Budget Passes House, Will Head to Conference Committee
The House approved its two-year budget proposal on Thursday, clearing the way for conference committee negotiations after the Senate fails to approve the House’s changes. The difference between the two chambers’ plans is only $12 million, but there are major differences in how the money is spent. The House wants $118 million more than the Senate for salaries for teacher’s assistants next year and $50 million over two years to enable children in low-income families to attend private or religious schools. Meanwhile, the Senate wants to eliminate teacher tenure in the public schools and spend $53 million more next year on the UNC system than their counterparts. Other issues that the chambers must compromise on includes rural economic development, the use of state lottery profits, extending ferry tolling and compensation for survivors of the state’s sterilization program. The negotiations will run alongside another conference committee on tax reform.
Competing Tax Reform Proposals Move Forward
The Senate tentatively approved their comprehensive tax reform proposal on Thursday. The House already passed their version of the bill, setting the stage for conference committee negotiations to begin after the Senate gives final approval. The Senate unveiled a new tax reform proposal despite opposition from part of the Senate leadership. Senator Bob Rucho resigned his position as Chairman of the Senate Finance Committee after disagreeing with Senate President Pro Tem Phil Berger’s new plan. The Senate version of H998 would eliminate the corporate income tax by 2017, and replace the business franchise tax with a flat privilege license tax to be applied to limited liability companies and companies organized as corporations. The Senate plan would also reduce the individual income tax to 5.25 percent by 2015 and create a zero tax bracket. The plan would also eliminate the majority of exemptions, deductions, and credits.
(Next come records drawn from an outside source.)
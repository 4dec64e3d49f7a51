/// Convenience result type used across evaframe.
pub type EvaResult<T> = Result<T, EvaError>;

/// Why a window surface could not be created.
#[derive(Clone, Copy, Debug, PartialEq, Eq, serde::Serialize, serde::Deserialize)]
pub enum SurfaceFailure {
    /// The platform ran out of resources for another surface.
    OutOfResources,
    /// The config handle is not valid for this display.
    InvalidConfig,
    /// The window reports unusable dimensions.
    InvalidDimensions,
    /// Window pixel format and config attributes disagree.
    WindowConfigMismatch,
    /// Any other platform error code.
    Other(u32),
}

impl std::fmt::Display for SurfaceFailure {
    fn fmt(&self, f: &mut std::fmt::Formatter<'_>) -> std::fmt::Result {
        match self {
            Self::OutOfResources => f.write_str("not enough resources available"),
            Self::InvalidConfig => f.write_str("provided config is invalid"),
            Self::InvalidDimensions => f.write_str("window width/height is invalid"),
            Self::WindowConfigMismatch => f.write_str("window and config attributes do not match"),
            Self::Other(code) => write!(f, "platform error 0x{code:04x}"),
        }
    }
}

/// Top-level error taxonomy used by engine APIs.
#[derive(thiserror::Error, Debug)]
pub enum EvaError {
    /// No display connection, or it failed to initialize.
    #[error("display unavailable: {0}")]
    DisplayUnavailable(String),

    /// No framebuffer configuration satisfies the requested profile.
    #[error("no matching config: {0}")]
    NoMatchingConfig(String),

    /// Rendering context could not be created.
    #[error("context creation failed: {0}")]
    ContextCreationFailed(String),

    /// Window surface could not be created.
    #[error("surface creation failed: {reason}")]
    SurfaceCreationFailed {
        /// Distinguished platform cause.
        reason: SurfaceFailure,
    },

    /// Binding a context and surface to the calling thread failed.
    #[error("make current failed: {0}")]
    MakeCurrentFailed(String),

    /// Alpha/RGB regions of a mix-mode descriptor are unusable.
    #[error("invalid mix regions: {0}")]
    InvalidMixRegions(String),

    /// A source could not be turned into a texture this frame.
    #[error("source '{source_id}' could not be resolved: {reason}")]
    SourceResolutionFailed {
        /// Offending source id.
        source_id: String,
        /// Human readable cause.
        reason: String,
    },

    /// A single teardown step failed; teardown continued.
    #[error("teardown step '{step}' failed: {reason}")]
    TeardownStepFailed {
        /// Step name.
        step: String,
        /// Platform cause.
        reason: String,
    },

    /// Invalid user-provided or descriptor data.
    #[error("validation error: {0}")]
    Validation(String),

    /// A GPU command failed after setup.
    #[error("gpu error: {0}")]
    Gpu(String),

    /// Wrapped lower-level error from dependencies or IO.
    #[error(transparent)]
    Other(#[from] anyhow::Error),
}

impl EvaError {
    /// Build a [`EvaError::Validation`] value.
    pub fn validation(msg: impl Into<String>) -> Self {
        Self::Validation(msg.into())
    }

    /// Build a [`EvaError::InvalidMixRegions`] value.
    pub fn mix_regions(msg: impl Into<String>) -> Self {
        Self::InvalidMixRegions(msg.into())
    }

    /// Build a [`EvaError::Gpu`] value.
    pub fn gpu(msg: impl Into<String>) -> Self {
        Self::Gpu(msg.into())
    }

    /// Build a [`EvaError::SourceResolutionFailed`] value.
    pub fn source_resolution(source_id: impl Into<String>, reason: impl Into<String>) -> Self {
        Self::SourceResolutionFailed {
            source_id: source_id.into(),
            reason: reason.into(),
        }
    }

    /// `true` for conditions that only cost one effect or one frame.
    pub fn is_recoverable(&self) -> bool {
        matches!(
            self,
            Self::SourceResolutionFailed { .. } | Self::TeardownStepFailed { .. }
        )
    }
}

#[cfg(test)]
#[path = "../../tests/unit/foundation/error.rs"]
mod tests;
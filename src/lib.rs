//! evaframe renders animated overlays on top of a backing video.
//!
//! A [`SceneDescriptor`] lists image and text sources and the effects that place them on a
//! canvas over frame ranges. A [`RenderSession`] owns the descriptor, the [`SourceRegistry`]
//! holding the decoded inputs, and a [`SurfaceManager`] driving two output targets:
//!
//! - the display surface, for live preview
//! - the encoder surface, sharing the display context's textures, for capture with
//!   presentation timestamps
//!
//! The backing video may pack an alpha mask next to its color ([`VideoMode`]); the compositor
//! rebuilds the alpha channel from the mask's luminance.
//!
//! GPU access goes through the [`GpuPlatform`] traits. [`SoftPlatform`] implements them in
//! software and backs the CLI and the tests.
#![forbid(unsafe_code)]
#![deny(missing_docs)]

mod assets;
mod foundation;
mod gpu;
mod render;
mod scene;
mod session;

pub use crate::foundation::core::{
    Affine, Canvas, Fps, FrameIndex, FrameRange, PixelRect, Point, Rect, Rgba8Premul, Transform2D,
    Vec2,
};
pub use crate::foundation::error::{EvaError, EvaResult, SurfaceFailure};

pub use crate::assets::bitmap::Bitmap;
pub use crate::assets::decode::{
    decode_image, decode_image_file, decode_video_frame_file, write_png,
};
pub use crate::assets::registry::{SourceRegistry, VideoFrame, VideoTexture};
pub use crate::assets::source::{
    ImageContent, Source, SourceContent, TextContent, TextRasterizer, parse_hex_color,
};

pub use crate::gpu::config::{ConfigDesc, ConfigProfile, RenderableApi, SurfaceKind};
pub use crate::gpu::handles::{
    ConfigHandle, ContextHandle, ContextState, DisplayHandle, DriverVersion, NativeWindow,
    OutputTarget, SurfaceHandle, TextureId,
};
pub use crate::gpu::platform::{
    DisplayApi, GpuCommands, GpuPlatform, MixQuad, PlatformError, PresentationTimeExt,
    TexturedQuad,
};
pub use crate::gpu::soft::{
    FORMAT_RGB_565, FORMAT_RGBA_8888, PresentedBuffer, SoftOp, SoftPlatform, SoftPlatformOpts,
    default_configs,
};
pub use crate::gpu::surface_manager::{
    CurrentContext, DisplayInfo, PresentOutcome, SurfaceManager, SurfaceManagerOpts,
};
pub use crate::gpu::teardown::{TeardownReport, TeardownStep};

pub use crate::render::compositor::{
    CompositorOpts, FrameCompositor, FrameReport, FrameTime, SkippedEffect,
};
pub use crate::render::geometry::{Placement, fit_source};

pub use crate::scene::defaults::{VideoMode, detect_video_mode};
pub use crate::scene::embedded::{descriptor_from_embedded, embedded_descriptor_json};
pub use crate::scene::model::{
    BindingValue, DEFAULT_FPS, DataBinding, DescriptorData, Effect, FitMode, LoadOrigin,
    MixRegions, SceneDescriptor, SourceKindSpec, SourceSpec, TextSpec, TextStyle,
};
pub use crate::scene::timeline::{ActiveEffects, EffectRef};

pub use crate::session::clock::{FixedRateClock, PlaybackClock};
pub use crate::session::render_session::{ModeSelection, RenderSession, RenderStats, SessionOpts};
Meanwhile, the House version of H998 would reduce the corporate income tax to 5.4 percent and reduce the franchise tax from $1.50 to $1.35 per $1000. The House plan would reduce the individual income tax to 5.9 percent in 2014.
Please click here
for a summary of the House proposal.
Please click here
for a summary of the Senate proposal.
Senate Passes Concealed Carry Bill
A measure expanding the places where people can carry or store concealed firearms and repealing a requirement for a license to buy a handgun passed the Senate on Thursday. The bill, which had already passed the House, was expanded in the Senate. Included in the bill are tougher gun-related penalties and would require clerks of court to report mental health findings to a national database. The bill also allows concealed-carry permit holders to take weapons to places where alcohol is served or events that charge admission as long as an owner does not forbid it. The Senate added parades and funeral processions to the places people can take concealed weapons legally. Supporters of the bill argue that the expanded gun laws would keep the people of North Carolina safer. Meanwhile, opponents of the legislation claim that it would give more people easy access to firearms.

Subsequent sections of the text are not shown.